### YOUR TASK
Show each line of the entries below in which the word "MutexGuard" appears.

--- START ---

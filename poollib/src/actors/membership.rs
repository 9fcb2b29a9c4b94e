mod actor;
mod messages;

use crate::error::{self, PoolError};
use crate::transport::ClusterTransport;
use crate::types::WorkerRef;
use actor::Actor;
use messages::MembershipMessage::{self, Snapshot, Stop};

use std::sync::Arc;
use tokio::sync::{mpsc, oneshot};

/// A `Membership` tracker which keeps the set of live workers announced by a transport.
///
/// This struct is an actor handle; the set itself lives in the actor spawned by `spawn`, which
/// consumes the transport's discovery stream and termination watches until `stop` is called.
#[derive(Clone)]
pub struct MembershipHandle {
    sender: mpsc::Sender<MembershipMessage>,
}

impl MembershipHandle {
    /// Start tracking the workers `transport` announces.
    ///
    /// `message_capacity` bounds the build-up of inbound requests.
    pub fn spawn(transport: Arc<dyn ClusterTransport>, message_capacity: usize) -> Self {
        let (sender, receiver) = mpsc::channel(message_capacity);
        Actor::spawn(receiver, transport);
        Self { sender }
    }

    /// A point-in-time copy of the tracked workers, in no particular order.
    pub async fn snapshot(&self) -> error::Result<Vec<WorkerRef>> {
        let (tx, rx) = oneshot::channel();
        self.sender
            .send(Snapshot { response: tx })
            .await
            .map_err(|_| PoolError::MembershipClosed)?;
        rx.await.map_err(|_| PoolError::MembershipClosed)
    }

    /// Stop applying announcements and terminations. The set stays readable, frozen as it was.
    pub async fn stop(&self) {
        let (tx, rx) = oneshot::channel();
        if self.sender.send(Stop { response: tx }).await.is_ok() {
            let _ = rx.await;
        }
    }
}
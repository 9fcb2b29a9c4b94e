pub mod registry;
pub mod worker;
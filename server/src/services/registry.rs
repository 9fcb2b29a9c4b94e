use crate::interceptors::cert::peer_name;

use futures::future::BoxFuture;
use futures::{FutureExt, Stream};
use poollib::types::{self as pool, WorkerId};
use protobuf::registry_event::{Event, Registered};
use protobuf::registry_server;
use protobuf::{RegisterRequest, RegistryEvent, WireError};
use std::collections::HashMap;
use std::convert::TryFrom;
use std::pin::Pin;
use std::sync::atomic::{AtomicU64, Ordering};
use std::sync::{Arc, Mutex, MutexGuard, PoisonError};
use tokio::sync::{mpsc, watch};
use tokio_stream::wrappers::ReceiverStream;
use tokio_util::sync::CancellationToken;
use tonic::{Request, Response, Status};

struct Member {
    generation: u64,
    // closes when the registration stream behind this member ends
    alive: watch::Receiver<()>,
}

/// The manager's record of registered workers.
///
/// A worker stays registered for as long as its `Register` stream is open. When the stream ends
/// (the worker exits, crashes or loses its connection) the member is dropped and every watcher
/// of it fires.
pub struct Registry {
    members: Mutex<HashMap<WorkerId, Member>>,
    announcements: mpsc::UnboundedSender<pool::WorkerRef>,
    next_generation: AtomicU64,
    shutdown: CancellationToken,
}

impl Registry {
    /// The receiver yields every worker admitted from now on.
    pub fn new(shutdown: CancellationToken) -> (Arc<Self>, mpsc::UnboundedReceiver<pool::WorkerRef>) {
        let (announcements, rx) = mpsc::unbounded_channel();
        let registry = Arc::new(Self {
            members: Mutex::new(HashMap::new()),
            announcements,
            next_generation: AtomicU64::new(0),
            shutdown,
        });
        (registry, rx)
    }

    fn members(&self) -> MutexGuard<'_, HashMap<WorkerId, Member>> {
        self.members.lock().unwrap_or_else(PoisonError::into_inner)
    }

    #[cfg(test)]
    fn contains(&self, worker: &WorkerId) -> bool {
        self.members().contains_key(worker)
    }

    #[cfg(test)]
    fn len(&self) -> usize {
        self.members().len()
    }

    #[cfg(test)]
    fn is_empty(&self) -> bool {
        self.len() == 0
    }

    /// Resolves when `worker` leaves the registry; right away if it is not in it.
    pub fn watch(&self, worker: &WorkerId) -> BoxFuture<'static, ()> {
        let alive = self.members().get(worker).map(|member| member.alive.clone());
        match alive {
            Some(mut alive) => async move {
                // the sender never sends, so this only returns once it is dropped
                while alive.changed().await.is_ok() {}
            }
            .boxed(),
            None => futures::future::ready(()).boxed(),
        }
    }

    /// Record `worker` and keep it until `events` is closed by the other end.
    fn admit(
        self: &Arc<Self>,
        worker: pool::WorkerRef,
        events: mpsc::Sender<Result<RegistryEvent, Status>>,
    ) {
        let generation = self.next_generation.fetch_add(1, Ordering::Relaxed);
        let (alive_tx, alive) = watch::channel(());
        self.members()
            .insert(worker.id, Member { generation, alive });
        if self.announcements.send(worker.clone()).is_err() {
            tracing::debug!(worker = %worker, "nobody is listing workers");
        }

        let registry = Arc::clone(self);
        tokio::spawn(async move {
            tokio::select! {
                _ = events.closed() => tracing::info!(worker = %worker, "worker left the pool"),
                _ = registry.shutdown.cancelled() => tracing::debug!(worker = %worker, "closing registration"),
            }
            registry.release(&worker.id, generation);
            drop(alive_tx);
        });
    }

    fn release(&self, worker: &WorkerId, generation: u64) {
        let mut members = self.members();
        // a re-registration under the same id owns the entry now
        if members.get(worker).map(|m| m.generation) == Some(generation) {
            members.remove(worker);
        }
    }
}

pub struct RegistryService {
    registry: Arc<Registry>,
}

impl RegistryService {
    pub fn new(registry: Arc<Registry>) -> Self {
        Self { registry }
    }
}

#[tonic::async_trait]
impl registry_server::Registry for RegistryService {
    type RegisterStream = Pin<Box<dyn Stream<Item = Result<RegistryEvent, Status>> + Send>>;

    async fn register(
        &self,
        req: Request<RegisterRequest>,
    ) -> Result<Response<Self::RegisterStream>, Status> {
        let peer = peer_name(&req);
        let worker = req
            .into_inner()
            .worker
            .ok_or(WireError::Missing("worker"))
            .and_then(pool::WorkerRef::try_from)
            .map_err(|err| Status::invalid_argument(err.to_string()))?;

        let (tx, rx) = mpsc::channel(1);
        let ack = RegistryEvent {
            event: Some(Event::Registered(Registered {})),
        };
        tx.send(Ok(ack))
            .await
            .map_err(|_| Status::internal("registration stream closed"))?;

        tracing::info!(worker = %worker, %peer, "worker registered");
        self.registry.admit(worker, tx);
        Ok(Response::new(Box::pin(ReceiverStream::new(rx))))
    }
}
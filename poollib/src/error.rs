use std::{io, result};
use thiserror;

/// Failures of a single sandboxed execution.
#[derive(thiserror::Error, Debug)]
pub enum SandboxError {
    #[error("failed to create scratch directory: {0}")]
    ScratchDir(#[source] io::Error),
    #[error("failed to spawn job process: {0}")]
    Spawn(#[source] io::Error),
    #[error("failed to collect job output: {0}")]
    Output(#[source] io::Error),
    #[error("sandbox is shut down")]
    Closed,
}

/// Failures reported by the cluster transport.
#[derive(thiserror::Error, Debug)]
pub enum TransportError {
    #[error("peer {peer} is unreachable: {reason}")]
    Unreachable { peer: String, reason: String },
    #[error("request to {peer} timed out")]
    Timeout { peer: String },
    #[error("peer {peer} failed the request: {message}")]
    Remote { peer: String, message: String },
    #[error("invalid peer address {0:?}")]
    InvalidAddress(String),
    #[error("not joined to a cluster")]
    NotJoined,
    #[error("transport is shut down")]
    Closed,
}

/// Failures of the pool-facing api.
#[derive(thiserror::Error, Debug)]
pub enum PoolError {
    #[error("No workers available")]
    NoWorkersAvailable,
    #[error("transport error: {0}")]
    Transport(#[from] TransportError),
    #[error("worker {0} sent a reply that does not match the request")]
    UnexpectedReply(String),
    #[error("membership tracker exited")]
    MembershipClosed,
}

pub type Result<T> = result::Result<T, PoolError>;
pub mod agent;
pub mod membership;
pub mod sandbox;
use crate::types::WorkerRef;
use tokio::sync::oneshot;

#[derive(Debug)]
pub enum MembershipMessage {
    Snapshot {
        response: oneshot::Sender<Vec<WorkerRef>>,
    },
    Stop {
        response: oneshot::Sender<()>,
    },
}
//! gRPC plumbing for the worker pool: the services, the cluster transport built on them, TLS,
//! and node bootstrap for managers and workers.

pub mod config;
pub mod error;
pub mod interceptors;
pub mod node;
pub mod services;
pub mod tls;
pub mod transport;

pub use config::{ManagerConfig, TlsConfig, WorkerConfig};
pub use error::NodeError;
pub use interceptors::cert::PeerIdentity;
pub use node::{start_manager, start_worker, ManagerNode, WorkerNode};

--- END ---

### TASK ANSWER
use std::sync::{Arc, Mutex, MutexGuard, PoisonError};
    fn members(&self) -> MutexGuard<'_, HashMap<WorkerId, Member>> {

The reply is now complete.